EB: With the Handel Group I’m working on my relationship to money. Ascertaining the healthy balance between giving of my time, and making sure I have enough earning time to feel comfortable and abundant. I’m working on having the confidence to ask for what I’m worth and what I need, being aware of what is there and how much I have, and comfortable – or not being afraid – to spend money to make it.
BP: What else are you working on?
EB: GIVE scent – a delicious blend of oils. A percentage of each bottle sold goes to Women for Women International. We’re selling it online, yoga studios, spas and shops nationwide. (Click here for more info) I’m also working on a film series entitled On Meditation to demystify meditation and bring a more global consciousness to the necessity and healing of the practice. And one other book with Dana Ravich entitled Aspire: To Be which offers a real look at food choices, practices and lifestyle for a conscious world.
BP: What is your meditation practice like?
EB: I meditate at least 11 minutes a day.
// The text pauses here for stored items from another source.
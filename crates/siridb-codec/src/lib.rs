//! # siridb-codec
//!
//! Async framing layer for SiriDB packages.
//!
//! This crate turns a raw byte stream into discrete packages. TCP delivers
//! bytes without message boundaries: a single read may hold half a header,
//! several packages, or the tail of one package and the head of the next.
//! [`StreamBuffer`] accumulates those deliveries and slices complete
//! packages out of them in arrival order.
//!
//! ## Architecture
//!
//! ```text
//! TCP Stream → Transport (split I/O) → StreamBuffer (reassembly) → Client
//!                                   ← PackageWriter (PackageCodec) ←
//! ```
//!
//! A framing violation (bad check bit or an oversized length) is fatal:
//! a length-prefixed stream offers no point to resynchronize, so the buffer
//! refuses to produce any further package.
//!
//! ```rust
//! use siridb_codec::{Package, StreamBuffer};
//!
//! let mut buffer = StreamBuffer::new();
//! let wire = Package::new(1, 0, b"show".as_slice()).into_frame();
//!
//! // Deliver the package in two pieces.
//! assert_eq!(buffer.append(&wire[..5]).unwrap().count(), 0);
//! let packages: Vec<_> = buffer.append(&wire[5..]).unwrap().collect();
//! assert_eq!(packages.len(), 1);
//! ```

#![warn(missing_docs)]
#![deny(unsafe_code)]

pub mod error;
pub mod framed;
pub mod package;
pub mod stream_buffer;
pub mod transport;

pub use error::CodecError;
pub use framed::{PackageStream, PackageWriter};
pub use package::{Package, PackageCodec};
pub use stream_buffer::{DEFAULT_READ_SIZE, Frames, StreamBuffer};
pub use transport::Transport;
I find the time. Anywhere. It makes me a much better person – especially how I’m being with my kid.
BP: What do think draws people to you?
EB: I have a deep interest in serving as many people as I can. Most people are uncomfortable with honesty and I want to get them comfortable with it. I want as many people as possible to pay attention to small details and to increase the level of attention they pay to their family, food, home, connectivity. Attention really helps and heals. I think it also relates to the fact that I’m happy, and I like my work. I sleep 6 hours and wake up excited to work more. I love my job and maybe that’s what people are drawn to. I hear the most incredible feedback about healing families and friendships – what I’m doing seems to be helping.
Elena then picks up a deck of Spirit Animal cards that belong to her 5 ½ year old son Jonah.
BP: What animal are you?
EB: I want to be like the honeybee: “Let compassion and forgiveness be your top priority in this situation.”
I find her choice entirely appropriate. She has flown about during our entire interview, picking up toys, taking vitamins, giving me gifts, showing me layouts for the new book. She is, indeed, a busy pollinator.